Il se souvenait sans cesse de choses de son passé, mais comme s'il vivait ces moments pour la première fois et me parlait comme si j'étais quelqu'un d'autre d'une autre époque. C'était une expérience bizarre, mais je le reconnaissait bien à travers ces souvenirs.
Bizarrement, il s'est réveillé très énergique le lendemain matin et nous avons pris le petit-déjeuner ensemble. C'était un moment si merveilleux, puis il m'a demandé de partir parce qu'il voulait se reposer, mais ce petit brin de lucidité était plus que suffisant. Il m'a été difficile de partir en sachant que c'était la dernière fois que je verrais, mais j'ai pris mon courage à deux mains, j'ai dit un dernier au revoir et je suis parti.

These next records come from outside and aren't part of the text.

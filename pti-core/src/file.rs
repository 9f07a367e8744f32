//! .pti and .wav file encoding
//!
//! A .pti file is the 392-byte header followed by mono signed 16-bit
//! little-endian PCM at 44.1 kHz. WAV exports wrap the same PCM in the
//! canonical 44-byte RIFF header.

use crate::defaults::WAV_HEADER_SIZE;
use crate::error::{Error, Result};
use crate::header::Header;
use crate::magic::{validate_header, HEADER_SIZE};
use crate::wav::WavHeader;

/// Split a .pti file into its header and PCM payload.
pub fn split_pti_file(bytes: &[u8]) -> Result<(&[u8], &[u8])> {
    if bytes.len() < HEADER_SIZE {
        return Err(Error::WrongSize {
            expected: HEADER_SIZE,
            actual: bytes.len(),
        });
    }
    let (header, audio) = bytes.split_at(HEADER_SIZE);
    if audio.len() % 2 != 0 {
        return Err(Error::OddAudioLength(audio.len()));
    }
    Ok((header, audio))
}

/// Decode signed 16-bit little-endian PCM to float samples
pub fn pcm_to_f32(pcm: &[u8]) -> Result<Vec<f32>> {
    if pcm.len() % 2 != 0 {
        return Err(Error::OddAudioLength(pcm.len()));
    }
    Ok(pcm
        .chunks_exact(2)
        .map(|pair| i16::from_le_bytes([pair[0], pair[1]]) as f32 / 32767.0)
        .collect())
}

/// Encode float samples as signed 16-bit little-endian PCM.
///
/// Samples are clamped to [-1.0, 1.0] and scaled by 32767 with rounding.
pub fn f32_to_pcm(audio: &[f32]) -> Vec<u8> {
    let mut pcm = Vec::with_capacity(audio.len() * 2);
    append_pcm(audio, &mut pcm);
    pcm
}

fn append_pcm(audio: &[f32], output: &mut Vec<u8>) {
    for sample in audio {
        let value = (sample.clamp(-1.0, 1.0) * 32767.0).round() as i16;
        output.extend_from_slice(&value.to_le_bytes());
    }
}

/// Build a .pti file from a header (with all edits) and mono audio
pub fn to_pti_file(audio: &[f32], header: &Header) -> Vec<u8> {
    let mut buffer = Vec::with_capacity(HEADER_SIZE + audio.len() * 2);
    buffer.extend_from_slice(header.as_bytes());
    append_pcm(audio, &mut buffer);
    buffer
}

/// Build a mono 16-bit 44.1 kHz WAV file
pub fn to_wav_file(audio: &[f32]) -> Result<Vec<u8>> {
    let data_size = u32::try_from(audio.len() * 2).map_err(|_| Error::WrongSize {
        expected: u32::MAX as usize,
        actual: audio.len() * 2,
    })?;

    let mut buffer = WavHeader::tracker().with_data_size(data_size).to_bytes()?;
    buffer.reserve(audio.len() * 2);
    append_pcm(audio, &mut buffer);
    Ok(buffer)
}

/// A loaded instrument: header plus decoded audio
#[derive(Debug, Clone)]
pub struct PtiFile {
    pub header: Header,
    pub audio: Vec<f32>,
}

impl PtiFile {
    /// Validate and decode a complete .pti file
    pub fn from_bytes(bytes: &[u8]) -> Result<Self> {
        let (header_bytes, pcm) = split_pti_file(bytes)?;
        validate_header(header_bytes).into_result()?;
        Ok(Self {
            header: Header::parse(header_bytes)?,
            audio: pcm_to_f32(pcm)?,
        })
    }

    /// Start a new instrument from decoded audio using the default header.
    ///
    /// `name` and the sample length are filled in from the audio source.
    pub fn from_audio(name: &str, audio: Vec<f32>) -> Self {
        let mut header = Header::new();
        header.set_name(name);
        header.set_sample_length(audio.len().min(u32::MAX as usize) as u32);
        Self { header, audio }
    }

    pub fn to_pti_bytes(&self) -> Vec<u8> {
        to_pti_file(&self.audio, &self.header)
    }

    pub fn to_wav_bytes(&self) -> Result<Vec<u8>> {
        to_wav_file(&self.audio)
    }

    /// File name for exports, `<name>.<extension>`.
    ///
    /// The name comes from the file itself, so path separators and other
    /// characters that are not portable in file names become `_`.
    pub fn file_name(&self, extension: &str) -> String {
        let name: String = self
            .header
            .name()
            .trim()
            .chars()
            .map(|c| match c {
                '/' | '\\' | ':' | '*' | '?' | '"' | '<' | '>' | '|' => '_',
                c if c.is_control() => '_',
                c => c,
            })
            .collect();

        if name.chars().all(|c| c == '.') {
            format!("instrument.{}", extension)
        } else {
            format!("{}.{}", name, extension)
        }
    }
}

#[cfg(test)]
mod tests {
    use super::*;
    use crate::defaults::default_pti_header;
    use crate::wav::WavHeader;

    #[test]
    fn test_pti_roundtrip_preserves_header() {
        let mut original = *default_pti_header();
        // Unknown bytes must survive as well
        original[52] = 0xAB;
        original[100] = 0xCD;
        original[390] = 0xEF;

        let header = Header::parse(&original).unwrap();
        let file = to_pti_file(&[0.0, 0.5, -0.5], &header);
        let (header_bytes, _) = split_pti_file(&file).unwrap();
        let reparsed = Header::parse(header_bytes).unwrap();
        assert_eq!(reparsed.as_bytes(), &original);
    }

    #[test]
    fn test_pti_layout() {
        let header = Header::new();
        let file = to_pti_file(&[1.0, -1.0, 0.0], &header);
        assert_eq!(file.len(), HEADER_SIZE + 6);
        assert_eq!(&file[..HEADER_SIZE], header.as_bytes());
        assert_eq!(&file[HEADER_SIZE..HEADER_SIZE + 2], &32767i16.to_le_bytes());
        assert_eq!(&file[HEADER_SIZE + 2..HEADER_SIZE + 4], &(-32767i16).to_le_bytes());
        assert_eq!(&file[HEADER_SIZE + 4..], &[0, 0]);
    }

    #[test]
    fn test_pti_reflects_edits() {
        let mut header = Header::new();
        header.set_name("Edited");
        header.set_volume(75);
        let file = to_pti_file(&[], &header);
        let reparsed = Header::parse(&file).unwrap();
        assert_eq!(reparsed.name(), "Edited");
        assert_eq!(reparsed.volume(), 75);
    }

    #[test]
    fn test_pcm_rounding_and_clamping() {
        let pcm = f32_to_pcm(&[0.5, 2.0, -3.0, 0.00002]);
        let values: Vec<i16> = pcm
            .chunks_exact(2)
            .map(|p| i16::from_le_bytes([p[0], p[1]]))
            .collect();
        assert_eq!(values, vec![16384, 32767, -32767, 1]);
    }

    #[test]
    fn test_pcm_to_f32() {
        let mut pcm = Vec::new();
        pcm.extend_from_slice(&32767i16.to_le_bytes());
        pcm.extend_from_slice(&0i16.to_le_bytes());
        pcm.extend_from_slice(&(-32767i16).to_le_bytes());
        assert_eq!(pcm_to_f32(&pcm).unwrap(), vec![1.0, 0.0, -1.0]);

        assert!(matches!(pcm_to_f32(&[0, 0, 0]), Err(Error::OddAudioLength(3))));
    }

    #[test]
    fn test_split_errors() {
        assert!(matches!(
            split_pti_file(&[0u8; 100]),
            Err(Error::WrongSize { expected: 392, actual: 100 })
        ));
        assert!(matches!(
            split_pti_file(&[0u8; HEADER_SIZE + 3]),
            Err(Error::OddAudioLength(3))
        ));
    }

    #[test]
    fn test_wav_file() {
        let audio = vec![0.25f32; 100];
        let wav = to_wav_file(&audio).unwrap();
        assert_eq!(wav.len(), WAV_HEADER_SIZE + 200);

        let header = WavHeader::parse(&wav).unwrap();
        assert_eq!(header.data_size, 200);
        assert_eq!(header.riff_size, 36 + 200);
        assert_eq!(header.frames(), 100);
        assert!(header.is_tracker_compatible());
        assert_eq!(&wav[44..46], &8192i16.to_le_bytes());
    }

    #[test]
    fn test_pti_file_from_bytes() {
        let header = Header::new();
        let bytes = to_pti_file(&[0.5, -0.5], &header);
        let file = PtiFile::from_bytes(&bytes).unwrap();
        assert_eq!(file.audio.len(), 2);
        assert_eq!(file.header, header);

        let mut broken = bytes.clone();
        broken[1] = b'X';
        assert!(matches!(PtiFile::from_bytes(&broken), Err(Error::BadMagic(1))));
    }

    #[test]
    fn test_pti_file_from_audio() {
        let file = PtiFile::from_audio("Imported loop", vec![0.0; 4410]);
        assert_eq!(file.header.name(), "Imported loop");
        assert_eq!(file.header.sample_length(), 4410);
        assert_eq!(file.file_name("pti"), "Imported loop.pti");

        let unnamed = PtiFile::from_audio("", Vec::new());
        assert_eq!(unnamed.file_name("wav"), "instrument.wav");
    }

    #[test]
    fn test_file_name_stays_in_directory() {
        let file = PtiFile::from_audio("../x", Vec::new());
        assert_eq!(file.file_name("wav"), ".._x.wav");

        let file = PtiFile::from_audio("a/b\\c:d", Vec::new());
        assert_eq!(file.file_name("pti"), "a_b_c_d.pti");

        let file = PtiFile::from_audio("..", Vec::new());
        assert_eq!(file.file_name("pti"), "instrument.pti");

        let file = PtiFile::from_audio("/", Vec::new());
        assert_eq!(file.file_name("pti"), "_.pti");
    }

    #[test]
    fn test_empty_wav_matches_template() {
        let wav = to_wav_file(&[]).unwrap();
        assert_eq!(&wav[..], &crate::defaults::default_wav_header().unwrap()[..]);
    }
}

Quelques jours plus tard, je me suis réveillé dans un rêve merveilleux où mon père et notre famille étaient réunis à l'extérieur du centre de soins. Je ne me souviens pas exactement de ce qui s'est passé, mais je me rappelle la joie que nous avons tous ressentie, mon père, mon frère, ma sœur et moi, ensemble, profitant du soleil.
Le matin même, nous avons reçu un appel téléphonique nous annonçant le décès de mon père. J'ai l'impression que mon rêve était prémonitoire à son décès et ça m'a rempli d'une sorte de paix intérieure.
J'étais soulagé que ses souffrances soient enfin terminées, mais j'étais encore très triste de le perdre, de ne plus jamais pouvoir lui parler.
Plus tard dans la journée, nous sommes allés le voir une dernière fois avec quelques membres de la famille et c'était très étrange. Nous étions tous tristes, mais un peu joyeux en même temps, et les gens racontaient des blagues pour essayer d'atténuer la douleur, je suppose. C'était un moment étrange, mais je suis heureux que nous l'ayons vécu en famille.
La rapidité avec laquelle tout s'est passé m'a frappé d'un fouet. Lorsque mon père était lucide, nous avons discuté et il a avoué qu'il ne comprenait pas à quel point les choses allaient vite. Entre les quelques moments de conscience qu'il a eus et toutes les complications qui sont survenues, tout s'est passé si vite, bien trop vite pour que lui ou moi puissions le comprendre.
J'avais aussi beaucoup de regrets, et je sentais qu'une partie de sa mort était de ma faute. Principalement parce que je l'avais incité à arrêter de travailler quand la Covid a frappé. Je me disais que peut-être quelqu'un aurait pu lui dire d'aller à l'hôpital plus tôt s'il n'avait pas été confiné à la maison. Mais bon, on ne sait jamais, et même si ça l'avait aidé, ça ne l'aurait peut-être pas sauvé de toute façon.
J'ai tourné la page, mais c'était difficile à accepter. J'ai trouvé un peu de réconfort dans la foi, en lisant la Bible et en m'informant sur les différentes religions. J'avais l'impression d'avoir un lien avec Dieu à travers toute cette expérience, et cela m'a aidé à m'en sortir.
Au moment où j'écris ces lignes, cela fait un an que mon père est décédé, et il semble que tout soit revenu à la normale. Notre famille est maintenant plus unie et je constate que nous avons beaucoup plus
Il me manque vraiment, mais qu'il repose en paix.